As a young child, I had no knowledge of what sort of life she had before my father was born in 1919, when she was 41 years old. To me she was always an old woman. At the age of seven, seeing her in her eighties, I could not imagine what she would have been like as a child.
Even now, it's hard for me to imagine her as a young woman growing up in the late Victorian era. Sitting here in the early years of the 21st century, it's hard for me to believe that I knew someone born in the 19th century. My grandmother had two children - my father, and my father's older sister, Alvina, who is now in her early nineties. A little over a year ago, my Aunt Alvina called to say that she was thinking of selling her house. She asked me if I would come to Fort Collins to visit her and to go through things in her house to see if there was anything I might like. While there, I found a scrapbook that had belonged to my grandmother, a scrapbook that she had assembled when she was a young girl in the late 19th century. My aunt kindly said that I could have it. I was thrilled, not only for the images that it contained, but because for the first time, I had a glimpse into what sort of things interested my grandmother Augusta (called Gussie as a child) when she was a young girl. On the inside of the front cover there is a certificate that states she attended school for a twelve week period during the 1889-1890 school year. She would have been eleven or twelve years old at that time, and I assume that is the age that she put together this scrapbook.
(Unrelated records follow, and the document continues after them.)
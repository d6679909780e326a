//! Conversions between [`Certificate`] and its PEM, DER and TLS-stack forms,
//! plus component-scoped certificate files.

use std::path::{Path, PathBuf};

use base64::Engine;
use base64::engine::general_purpose::STANDARD;
use rustls_pki_types::CertificateDer;
use tracing::{debug, info};
use x509_parser::pem::Pem;

use crate::certificate::Certificate;
use crate::config::SecurityConfig;
use crate::error::{Error, Result};
use crate::keys::PrivateKey;
use crate::paths::{SecurityPaths, StorageLocation};
use crate::persist::{self, WriteMode};

/// First line of a PEM certificate.
pub const BEGIN_CERT: &str = "-----BEGIN CERTIFICATE-----";

/// Last line of a PEM certificate.
pub const END_CERT: &str = "-----END CERTIFICATE-----";

const PEM_LINE_WIDTH: usize = 64;

/// An encoded certificate.
#[derive(Debug, Clone, PartialEq, Eq)]
pub enum EncodedForm {
    /// PEM text with `CERTIFICATE` markers.
    Pem(String),
    /// Raw DER bytes.
    Der(Vec<u8>),
}

impl EncodedForm {
    /// Decodes into a certificate.
    ///
    /// # Errors
    ///
    /// Returns [`Error::Encoding`] if the payload is malformed.
    pub fn decode(&self) -> Result<Certificate> {
        match self {
            Self::Pem(text) => CertificateCodec::decode_pem(text),
            Self::Der(der) => CertificateCodec::decode_der(der),
        }
    }
}

/// Reads, writes and converts certificates for one component.
///
/// The codec resolves its default directory once, at construction:
/// `<metadata_dir>/<security_dir_name>/<component>`.
#[derive(Debug, Clone)]
pub struct CertificateCodec {
    component: String,
    location: PathBuf,
    paths: SecurityPaths,
}

impl CertificateCodec {
    /// Creates a codec for `component` (e.g. `"scm"`, `"ca"`).
    ///
    /// # Errors
    ///
    /// Returns [`Error::Configuration`] if the security directory name or the
    /// component label is not a plain directory name.
    pub fn new(config: &SecurityConfig, component: &str) -> Result<Self> {
        let paths = SecurityPaths::new(config)?;
        let location = paths.component_dir(component)?;
        Ok(Self {
            component: component.to_string(),
            location,
            paths,
        })
    }

    /// Returns the component label.
    #[must_use]
    pub fn component(&self) -> &str {
        &self.component
    }

    /// Returns the default directory for this component.
    #[must_use]
    pub fn location(&self) -> &Path {
        &self.location
    }

    /// Returns the default certificate location.
    #[must_use]
    pub fn default_location(&self) -> StorageLocation {
        self.location_for(self.paths.default_certificate_file_name())
    }

    /// Returns a location in the default directory with a custom file name.
    #[must_use]
    pub fn location_for(&self, file_name: &str) -> StorageLocation {
        StorageLocation::new(self.location.clone(), file_name)
    }

    /// Encodes a certificate as PEM text.
    #[must_use]
    pub fn encode_pem(cert: &Certificate) -> String {
        encode_pem_block("CERTIFICATE", cert.der())
    }

    /// Decodes a single PEM certificate.
    ///
    /// Surrounding whitespace is ignored; anything else outside the markers
    /// is rejected.
    ///
    /// # Errors
    ///
    /// Returns [`Error::Encoding`] on missing markers, bad base64 or bad DER.
    pub fn decode_pem(text: &str) -> Result<Certificate> {
        let body = text
            .trim()
            .strip_prefix(BEGIN_CERT)
            .ok_or_else(|| Error::Encoding(format!("PEM must start with {BEGIN_CERT}")))?
            .strip_suffix(END_CERT)
            .ok_or_else(|| Error::Encoding(format!("PEM must end with {END_CERT}")))?;

        if body.contains("-----") {
            return Err(Error::Encoding(
                "expected exactly one CERTIFICATE block".into(),
            ));
        }

        let b64: String = body.split_whitespace().collect();
        let der = STANDARD
            .decode(b64.as_bytes())
            .map_err(|e| Error::Encoding(format!("invalid base64 payload: {e}")))?;

        Self::decode_der(&der)
    }

    /// Encodes several certificates as concatenated PEM blocks.
    #[must_use]
    pub fn encode_pem_bundle(certs: &[Certificate]) -> String {
        certs.iter().map(Self::encode_pem).collect()
    }

    /// Decodes every `CERTIFICATE` block in `text`, in order.
    ///
    /// # Errors
    ///
    /// Returns [`Error::Encoding`] if a block is malformed, carries another
    /// label, or no block is present.
    pub fn decode_pem_bundle(text: &str) -> Result<Vec<Certificate>> {
        let mut certs = Vec::new();
        for pem in Pem::iter_from_buffer(text.as_bytes()) {
            let pem = pem.map_err(|e| Error::Encoding(format!("invalid PEM block: {e}")))?;
            if pem.label != "CERTIFICATE" {
                return Err(Error::Encoding(format!(
                    "expected CERTIFICATE block, got {}",
                    pem.label
                )));
            }
            certs.push(Self::decode_der(&pem.contents)?);
        }

        if certs.is_empty() {
            return Err(Error::Encoding("no CERTIFICATE block found".into()));
        }

        debug!(count = certs.len(), "decoded certificate bundle");
        Ok(certs)
    }

    /// Returns the DER encoding.
    #[must_use]
    pub fn encode_der(cert: &Certificate) -> Vec<u8> {
        cert.der().to_vec()
    }

    /// Decodes DER bytes.
    ///
    /// # Errors
    ///
    /// Returns [`Error::Encoding`] if the bytes are not one X.509 certificate.
    pub fn decode_der(der: &[u8]) -> Result<Certificate> {
        Certificate::from_der(der)
    }

    /// Converts to the certificate type used by the TLS stack.
    #[must_use]
    pub fn to_platform(cert: &Certificate) -> CertificateDer<'static> {
        CertificateDer::from(cert.der().to_vec())
    }

    /// Converts from the certificate type used by the TLS stack.
    ///
    /// # Errors
    ///
    /// Returns [`Error::Encoding`] if the bytes are not one X.509 certificate.
    pub fn from_platform(cert: &CertificateDer<'_>) -> Result<Certificate> {
        Certificate::from_der(cert.as_ref())
    }

    /// Writes PEM text to `location`, or to the default location when `None`.
    ///
    /// The text is written as given. Returns the path written.
    ///
    /// # Errors
    ///
    /// - [`Error::FileAlreadyExists`] if the file exists and `mode` is
    ///   [`WriteMode::CreateNew`]; the existing file is left untouched.
    /// - [`Error::Configuration`] if the file name is not a plain file name.
    /// - [`Error::Io`] on other filesystem failures.
    pub fn write_pem(
        &self,
        pem: &str,
        location: Option<&StorageLocation>,
        mode: WriteMode,
    ) -> Result<PathBuf> {
        let path = self.resolve(location)?;
        persist::write_atomic(&path, pem.as_bytes(), mode)?;
        Ok(path)
    }

    /// Encodes `cert` as PEM and writes it; see [`Self::write_pem`].
    ///
    /// # Errors
    ///
    /// As for [`Self::write_pem`].
    pub fn write_certificate(
        &self,
        cert: &Certificate,
        location: Option<&StorageLocation>,
        mode: WriteMode,
    ) -> Result<PathBuf> {
        let path = self.write_pem(&Self::encode_pem(cert), location, mode)?;
        info!(
            component = %self.component,
            serial = %cert.serial_number(),
            path = %path.display(),
            "stored certificate"
        );
        Ok(path)
    }

    /// Writes the DER encoding of `cert`; see [`Self::write_pem`] for the
    /// location and overwrite rules.
    ///
    /// # Errors
    ///
    /// As for [`Self::write_pem`].
    pub fn write_der(
        &self,
        cert: &Certificate,
        location: Option<&StorageLocation>,
        mode: WriteMode,
    ) -> Result<PathBuf> {
        let path = self.resolve(location)?;
        persist::write_atomic(&path, cert.der(), mode)?;
        Ok(path)
    }

    /// Writes a private key as PEM. `None` selects the default private key
    /// file in the component directory.
    ///
    /// # Errors
    ///
    /// As for [`Self::write_pem`].
    pub fn write_private_key(
        &self,
        key: &PrivateKey,
        location: Option<&StorageLocation>,
        mode: WriteMode,
    ) -> Result<PathBuf> {
        let path = match location {
            Some(location) => location.path()?,
            None => self
                .location_for(self.paths.default_private_key_file_name())
                .path()?,
        };
        persist::write_atomic(&path, key.pem().as_bytes(), mode)?;
        info!(component = %self.component, path = %path.display(), "stored private key");
        Ok(path)
    }

    /// Reads the certificate at `location`, or at the default location when
    /// `None`.
    ///
    /// # Errors
    ///
    /// - [`Error::FileNotFound`] if the file is absent.
    /// - [`Error::Encoding`] if the file is not a PEM certificate.
    pub fn read_certificate(&self, location: Option<&StorageLocation>) -> Result<Certificate> {
        let path = self.resolve(location)?;
        let text = persist::read_text(&path)?;
        let cert = Self::decode_pem(&text)?;
        debug!(
            component = %self.component,
            serial = %cert.serial_number(),
            path = %path.display(),
            "loaded certificate"
        );
        Ok(cert)
    }

    fn resolve(&self, location: Option<&StorageLocation>) -> Result<PathBuf> {
        match location {
            Some(location) => location.path(),
            None => self.default_location().path(),
        }
    }
}

impl From<&Certificate> for CertificateDer<'static> {
    fn from(cert: &Certificate) -> Self {
        CertificateCodec::to_platform(cert)
    }
}

impl TryFrom<&CertificateDer<'_>> for Certificate {
    type Error = Error;

    fn try_from(cert: &CertificateDer<'_>) -> Result<Self> {
        CertificateCodec::from_platform(cert)
    }
}

/// Wraps DER bytes in PEM markers with a 64-column base64 body and a single
/// trailing newline.
pub(crate) fn encode_pem_block(label: &str, der: &[u8]) -> String {
    let b64 = STANDARD.encode(der);
    let mut out = String::with_capacity(b64.len() + b64.len() / PEM_LINE_WIDTH + 2 * label.len() + 40);
    out.push_str("-----BEGIN ");
    out.push_str(label);
    out.push_str("-----\n");
    for line in b64.as_bytes().chunks(PEM_LINE_WIDTH) {
        // base64 output is ASCII, so every chunk is valid UTF-8.
        out.push_str(std::str::from_utf8(line).unwrap_or_default());
        out.push('\n');
    }
    out.push_str("-----END ");
    out.push_str(label);
    out.push_str("-----\n");
    out
}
The scrapbook is filled with beautiful examples of the type of embossed and colorful images that were sold for decorative purposes during the Victorian era. There is also a scattering of Christmas, Valentine and Easter cards. Since this is the first week of spring, and Easter is a week from today, I thought I would post some of the beautiful floral and easter images that my grandmother added to her scrapbook over a hundred years ago. Please excuse the poor lighting and fuzzy quality of some of these images. As you might notice from some of the images, the paper is extremely fragile and rather than risk damaging them by putting them on my scanner, I photographed them using a handheld digital camera. Though some of the pages are crumbling on the edges, the images themselves are very bright and colorful, making it hard to believe that they are 120 years old.